Work order: Go through the data below and copy each line that includes "NewSettingRow".

————————

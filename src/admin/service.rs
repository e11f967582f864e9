use chrono::{DateTime, Utc};
use diesel::prelude::*;
use serde::Serialize;
use tracing::info;
use uuid::Uuid;

use super::AdminError;
use crate::auth::service::ProfileRow;
use crate::security::{ROLE_ADMIN, ROLE_USER, SUPER_ROLE_SUPERADMIN};
use crate::shared::models::{app_settings, profiles};
use crate::shared::utils::DbPool;

#[derive(Debug, Clone, Serialize)]
pub struct AdminUserView {
    pub id: Uuid,
    pub email: String,
    pub display_name: String,
    pub role: String,
    pub super_role: Option<String>,
    pub is_active: bool,
    pub created_at: DateTime<Utc>,
}

impl From<ProfileRow> for AdminUserView {
    fn from(row: ProfileRow) -> Self {
        Self {
            id: row.id,
            email: row.email,
            display_name: row.display_name,
            role: row.role,
            super_role: row.super_role,
            is_active: row.is_active,
            created_at: row.created_at,
        }
    }
}

#[derive(Debug, Clone, Serialize, Queryable, Selectable)]
#[diesel(table_name = app_settings)]
pub struct Setting {
    pub id: Uuid,
    pub key: String,
    pub value: String,
    pub updated_at: DateTime<Utc>,
}

#[derive(Insertable)]
#[diesel(table_name = app_settings)]
struct NewSettingRow<'a> {
    id: Uuid,
    key: &'a str,
    value: &'a str,
}

pub fn validate_role(role: &str) -> Result<(), AdminError> {
    match role {
        ROLE_USER | ROLE_ADMIN => Ok(()),
        other => Err(AdminError::Validation(format!("unknown role: {other}"))),
    }
}

pub fn validate_super_role(super_role: Option<&str>) -> Result<(), AdminError> {
    match super_role {
        None | Some(SUPER_ROLE_SUPERADMIN) => Ok(()),
        Some(other) => Err(AdminError::Validation(format!("unknown super role: {other}"))),
    }
}

pub struct AdminService {
    pool: DbPool,
}

impl AdminService {
    pub fn new(pool: DbPool) -> Self {
        Self { pool }
    }

    pub async fn list_users(&self) -> Result<Vec<AdminUserView>, AdminError> {
        let mut conn = self.pool.get().map_err(|_| AdminError::DatabaseConnection)?;
        let rows: Vec<ProfileRow> = profiles::table
            .select(ProfileRow::as_select())
            .order(profiles::created_at.asc())
            .load(&mut conn)
            .map_err(|e| AdminError::Database(e.to_string()))?;
        Ok(rows.into_iter().map(AdminUserView::from).collect())
    }

    pub async fn update_role(
        &self,
        user_id: Uuid,
        role: &str,
        super_role: Option<&str>,
    ) -> Result<AdminUserView, AdminError> {
        validate_role(role)?;
        validate_super_role(super_role)?;

        let mut conn = self.pool.get().map_err(|_| AdminError::DatabaseConnection)?;
        let updated: ProfileRow = diesel::update(profiles::table.find(user_id))
            .set((
                profiles::role.eq(role),
                profiles::super_role.eq(super_role),
                profiles::updated_at.eq(Utc::now()),
            ))
            .get_result(&mut conn)
            .map_err(|e| match e {
                diesel::result::Error::NotFound => AdminError::UserNotFound,
                other => AdminError::Database(other.to_string()),
            })?;

        info!("role of {} set to {role} (super: {super_role:?})", updated.email);
        Ok(AdminUserView::from(updated))
    }

    pub async fn set_active(&self, user_id: Uuid, active: bool) -> Result<AdminUserView, AdminError> {
        let mut conn = self.pool.get().map_err(|_| AdminError::DatabaseConnection)?;
        let updated: ProfileRow = diesel::update(profiles::table.find(user_id))
            .set((
                profiles::is_active.eq(active),
                profiles::updated_at.eq(Utc::now()),
            ))
            .get_result(&mut conn)
            .map_err(|e| match e {
                diesel::result::Error::NotFound => AdminError::UserNotFound,
                other => AdminError::Database(other.to_string()),
            })?;
        Ok(AdminUserView::from(updated))
    }

    pub async fn list_settings(&self) -> Result<Vec<Setting>, AdminError> {
        let mut conn = self.pool.get().map_err(|_| AdminError::DatabaseConnection)?;
        app_settings::table
            .select(Setting::as_select())
            .order(app_settings::key.asc())
            .load(&mut conn)
            .map_err(|e| AdminError::Database(e.to_string()))
    }

    pub async fn put_setting(&self, key: &str, value: &str) -> Result<Setting, AdminError> {
        let key = key.trim();
        if key.is_empty() {
            return Err(AdminError::Validation("setting key is required".to_string()));
        }

        let mut conn = self.pool.get().map_err(|_| AdminError::DatabaseConnection)?;
        diesel::insert_into(app_settings::table)
            .values(&NewSettingRow {
                id: Uuid::new_v4(),
                key,
                value,
            })
            .on_conflict(app_settings::key)
            .do_update()
            .set((
                app_settings::value.eq(value),
                app_settings::updated_at.eq(Utc::now()),
            ))
            .get_result::<Setting>(&mut conn)
            .map_err(|e| AdminError::Database(e.to_string()))
    }
}
use axum::extract::{Path, State};
use axum::http::StatusCode;
use axum::routing::{delete, get, post, put};
use axum::{Json, Router};
use std::sync::Arc;
use uuid::Uuid;

use super::error::ClientsError;
use super::service::ClientsService;
use super::types::*;
use crate::auth::AuthenticatedUser;
use crate::shared::state::AppState;

pub fn configure() -> Router<Arc<AppState>> {
    Router::new()
        .route("/api/clients", get(list_clients))
        .route("/api/clients", post(create_client))
        .route("/api/clients/:id", get(get_client))
        .route("/api/clients/:id", put(update_client))
        .route("/api/clients/:id/members", get(list_members))
        .route("/api/clients/:id/members", post(add_member))
        .route("/api/clients/:id/members/:user_id", delete(remove_member))
}

pub async fn list_clients(
    State(state): State<Arc<AppState>>,
    user: AuthenticatedUser,
) -> Result<Json<Vec<Client>>, ClientsError> {
    let service = ClientsService::new(state.conn.clone());
    Ok(Json(service.list_clients(&user).await?))
}

pub async fn create_client(
    State(state): State<Arc<AppState>>,
    user: AuthenticatedUser,
    Json(request): Json<CreateClientRequest>,
) -> Result<Json<Client>, ClientsError> {
    let user_id = user.user_id().map_err(|_| ClientsError::Forbidden)?;
    let service = ClientsService::new(state.conn.clone());
    Ok(Json(service.create_client(user_id, request).await?))
}

pub async fn get_client(
    State(state): State<Arc<AppState>>,
    Path(client_id): Path<Uuid>,
    user: AuthenticatedUser,
) -> Result<Json<Client>, ClientsError> {
    let service = ClientsService::new(state.conn.clone());
    Ok(Json(service.get_client(client_id, &user).await?))
}

pub async fn update_client(
    State(state): State<Arc<AppState>>,
    Path(client_id): Path<Uuid>,
    user: AuthenticatedUser,
    Json(request): Json<UpdateClientRequest>,
) -> Result<Json<Client>, ClientsError> {
    let service = ClientsService::new(state.conn.clone());
    Ok(Json(service.update_client(client_id, &user, request).await?))
}

pub async fn list_members(
    State(state): State<Arc<AppState>>,
    Path(client_id): Path<Uuid>,
    user: AuthenticatedUser,
) -> Result<Json<Vec<ClientMember>>, ClientsError> {
    let service = ClientsService::new(state.conn.clone());
    Ok(Json(service.list_members(client_id, &user).await?))
}

pub async fn add_member(
    State(state): State<Arc<AppState>>,
    Path(client_id): Path<Uuid>,
    user: AuthenticatedUser,
    Json(request): Json<AddMemberRequest>,
) -> Result<StatusCode, ClientsError> {
    let service = ClientsService::new(state.conn.clone());
    service.add_member(client_id, &user, request).await?;
    Ok(StatusCode::CREATED)
}

pub async fn remove_member(
    State(state): State<Arc<AppState>>,
    Path((client_id, member_user_id)): Path<(Uuid, Uuid)>,
    user: AuthenticatedUser,
) -> Result<StatusCode, ClientsError> {
    let service = ClientsService::new(state.conn.clone());
    service.remove_member(client_id, &user, member_user_id).await?;
    Ok(StatusCode::NO_CONTENT)
}
use axum::{response::IntoResponse, Json};

#[derive(Debug, thiserror::Error)]
pub enum ChatterError {
    #[error("Database connection failed")]
    DatabaseConnection,
    #[error("Lead not found")]
    LeadNotFound,
    #[error("You do not have access to this client")]
    Forbidden,
    #[error("Validation error: {0}")]
    Validation(String),
    #[error("Database error: {0}")]
    Database(String),
}

impl IntoResponse for ChatterError {
    fn into_response(self) -> axum::response::Response {
        use axum::http::StatusCode;
        let status = match &self {
            Self::LeadNotFound => StatusCode::NOT_FOUND,
            Self::Forbidden => StatusCode::FORBIDDEN,
            Self::Validation(_) => StatusCode::BAD_REQUEST,
            Self::DatabaseConnection | Self::Database(_) => StatusCode::INTERNAL_SERVER_ERROR,
        };
        (
            status,
            Json(serde_json::json!({ "error": self.to_string() })),
        )
            .into_response()
    }
}
use chrono::{DateTime, Utc};
use diesel::prelude::*;
use serde::{Deserialize, Serialize};
use uuid::Uuid;

use crate::shared::models::{lead_todo_notes, lead_todos};

#[derive(Debug, Clone, Serialize, Deserialize)]
pub struct Todo {
    pub id: Uuid,
    pub lead_id: Uuid,
    pub title: String,
    pub description: Option<String>,
    pub status: TodoStatus,
    pub due_date: Option<DateTime<Utc>>,
    pub position: i32,
    pub created_by: Uuid,
    pub created_at: DateTime<Utc>,
    pub updated_at: DateTime<Utc>,
}

#[derive(Debug, Clone, Copy, PartialEq, Eq, Serialize, Deserialize)]
#[serde(rename_all = "snake_case")]
pub enum TodoStatus {
    Pending,
    InProgress,
    Done,
}

impl std::fmt::Display for TodoStatus {
    fn fmt(&self, f: &mut std::fmt::Formatter<'_>) -> std::fmt::Result {
        match self {
            Self::Pending => write!(f, "pending"),
            Self::InProgress => write!(f, "in_progress"),
            Self::Done => write!(f, "done"),
        }
    }
}

impl Default for TodoStatus {
    fn default() -> Self {
        Self::Pending
    }
}

impl std::str::FromStr for TodoStatus {
    type Err = String;

    fn from_str(value: &str) -> Result<Self, Self::Err> {
        match value {
            "pending" => Ok(Self::Pending),
            "in_progress" => Ok(Self::InProgress),
            "done" => Ok(Self::Done),
            other => Err(format!("unknown todo status: {other}")),
        }
    }
}

#[derive(Debug, Clone, Queryable, Selectable)]
#[diesel(table_name = lead_todos)]
pub struct TodoRow {
    pub id: Uuid,
    pub lead_id: Uuid,
    pub title: String,
    pub description: Option<String>,
    pub status: String,
    pub due_date: Option<DateTime<Utc>>,
    pub position: i32,
    pub created_by: Uuid,
    pub created_at: DateTime<Utc>,
    pub updated_at: DateTime<Utc>,
}

impl From<TodoRow> for Todo {
    fn from(row: TodoRow) -> Self {
        Self {
            id: row.id,
            lead_id: row.lead_id,
            title: row.title,
            description: row.description,
            status: row.status.parse().unwrap_or_default(),
            due_date: row.due_date,
            position: row.position,
            created_by: row.created_by,
            created_at: row.created_at,
            updated_at: row.updated_at,
        }
    }
}

#[derive(Insertable)]
#[diesel(table_name = lead_todos)]
pub struct NewTodoRow<'a> {
    pub id: Uuid,
    pub lead_id: Uuid,
    pub title: &'a str,
    pub description: Option<&'a str>,
    pub status: String,
    pub due_date: Option<DateTime<Utc>>,
    pub position: i32,
    pub created_by: Uuid,
}

#[derive(Debug, Clone, Serialize, Queryable, Selectable)]
#[diesel(table_name = lead_todo_notes)]
pub struct TodoNote {
    pub id: Uuid,
    pub todo_id: Uuid,
    pub author_id: Uuid,
    pub body: String,
    pub created_at: DateTime<Utc>,
}

#[derive(Insertable)]
#[diesel(table_name = lead_todo_notes)]
pub struct NewTodoNoteRow<'a> {
    pub id: Uuid,
    pub todo_id: Uuid,
    pub author_id: Uuid,
    pub body: &'a str,
}

#[derive(Debug, Deserialize)]
pub struct CreateTodoRequest {
    pub title: String,
    pub description: Option<String>,
    pub due_date: Option<DateTime<Utc>>,
}

#[derive(Debug, Deserialize)]
pub struct UpdateTodoRequest {
    pub title: Option<String>,
    pub description: Option<String>,
    pub status: Option<TodoStatus>,
    pub due_date: Option<DateTime<Utc>>,
    pub position: Option<i32>,
}

#[derive(Debug, Deserialize)]
pub struct CreateTodoNoteRequest {
    pub body: String,
}

#[derive(Debug, Deserialize)]
pub struct InstantiateTemplateRequest {
    pub template_id: Uuid,
}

————————

Result of the task:
struct NewSettingRow<'a> {
            .values(&NewSettingRow {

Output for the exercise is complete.